Голос Ханта вдруг резко прервался, и наступила тишина. Дороти-Энн заметила, как глаза ее собеседника влажно блеснули в свете луны, и одинокая слеза покатилась по щеке Ханта.
Она снова нашла его руку. На этот раз Хант не убрал ее, а крепко обхватил ее пальцы. Они посидели молча несколько долгих минут.
— Прошу прощения, — глухо прозвучал голос Ханта. — Обычно я не позволяю себе так распускаться.
— Если ты не скрываешь своих чувств, в этом нет никакого преступления. — Дороти-Энн легко пожала его руку. — И ты не обязан мне об этом рассказывать.
— Нет, я хочу, чтобы ты узнала. Это… важно для меня.
Молодая женщина кивнула. Она ждала продолжения.
— Разумеется, я снял трубку. Скорее по привычке, чем из любопытства. Звонил мужчина. Он попросил к телефону мистера Уинслоу. Я автоматически ответил: «Я слушаю». Видишь ли, я совершенно забыл, что это личная линия моего отца.

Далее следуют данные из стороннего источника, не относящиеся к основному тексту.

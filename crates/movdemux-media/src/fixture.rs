//! Synthetic MOV/MP4 files for tests and benchmarks.
//!
//! [`MovieBuilder`] lays out `ftyp`, `moov` and `mdat` and patches the chunk
//! offset tables so they point at the chunk data written into `mdat`.

use crate::mp4::MediaType;
use bytes::{BufMut, BytesMut};
use std::io;
use std::path::Path;

/// Write an atom, back-patching its size once `body` has run.
pub fn write_atom(buf: &mut BytesMut, tag: &[u8; 4], body: impl FnOnce(&mut BytesMut)) {
    let start = buf.len();
    buf.put_u32(0); // placeholder size
    buf.put_slice(tag);
    body(buf);
    let size = (buf.len() - start) as u32;
    buf[start..start + 4].copy_from_slice(&size.to_be_bytes());
}

/// Write a full atom (version + flags header).
pub fn write_full_atom(
    buf: &mut BytesMut,
    tag: &[u8; 4],
    version: u8,
    flags: u32,
    body: impl FnOnce(&mut BytesMut),
) {
    write_atom(buf, tag, |b| {
        b.put_u8(version);
        b.put_uint(flags as u64, 3);
        body(b);
    });
}

/// `levels` nested atoms of type `tag` around a small zeroed payload.
pub fn nested_atoms(tag: &[u8; 4], levels: usize) -> Vec<u8> {
    fn nest(buf: &mut BytesMut, tag: &[u8; 4], levels: usize) {
        if levels == 0 {
            buf.put_bytes(0, 4);
            return;
        }
        write_atom(buf, tag, |b| nest(b, tag, levels - 1));
    }

    let mut buf = BytesMut::new();
    nest(&mut buf, tag, levels);
    buf.to_vec()
}

#[derive(Debug, Clone)]
enum SampleSizes {
    Fixed { size: u32, count: u32 },
    Each(Vec<u32>),
    Compact { field_size: u8, sizes: Vec<u32> },
}

/// One track of a synthetic movie.
#[derive(Debug, Clone)]
pub struct FixtureTrack {
    media_type: MediaType,
    handler: [u8; 4],
    format: [u8; 4],
    time_scale: u32,
    width: u16,
    height: u16,
    channels: u16,
    bits_per_sample: u16,
    sample_rate: u32,
    durations: Vec<(u32, i32)>,
    chunk_runs: Vec<(u32, u32, u32)>,
    sizes: SampleSizes,
    sync_samples: Option<Vec<u32>>,
    composition: Option<Vec<(u32, i32)>>,
    codec_config: Option<([u8; 4], Vec<u8>)>,
    esds: Option<(u8, Vec<u8>)>,
    wide_offsets: bool,
    chunks: Vec<Vec<u8>>,
    extra_stbl: Vec<u8>,
    extra_mdia: Vec<u8>,
}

Звонивший назвал себя. «Говорит доктор Захеди», — представился он. Это имя мне ничего не говорило. Да и с чего бы? Я никогда в жизни не встречался ни с каким доктором Захеди. Так как я молчал, мужчина добавил: «Из „Пэсифик Акрз” в Пеббл-Бич».
Я не знал, что ответить, и отделался обычным: «Да, доктор Захеди. Чем я могу вам помочь?»
Его голос звучал очень вежливо, он явно чувствовал себя неудобно. «Мне очень неловко беспокоить вас подобными пустяками, мистер Уинслоу. Но вы не раз просили меня связываться только с вами, когда речь идет о вашем сыне».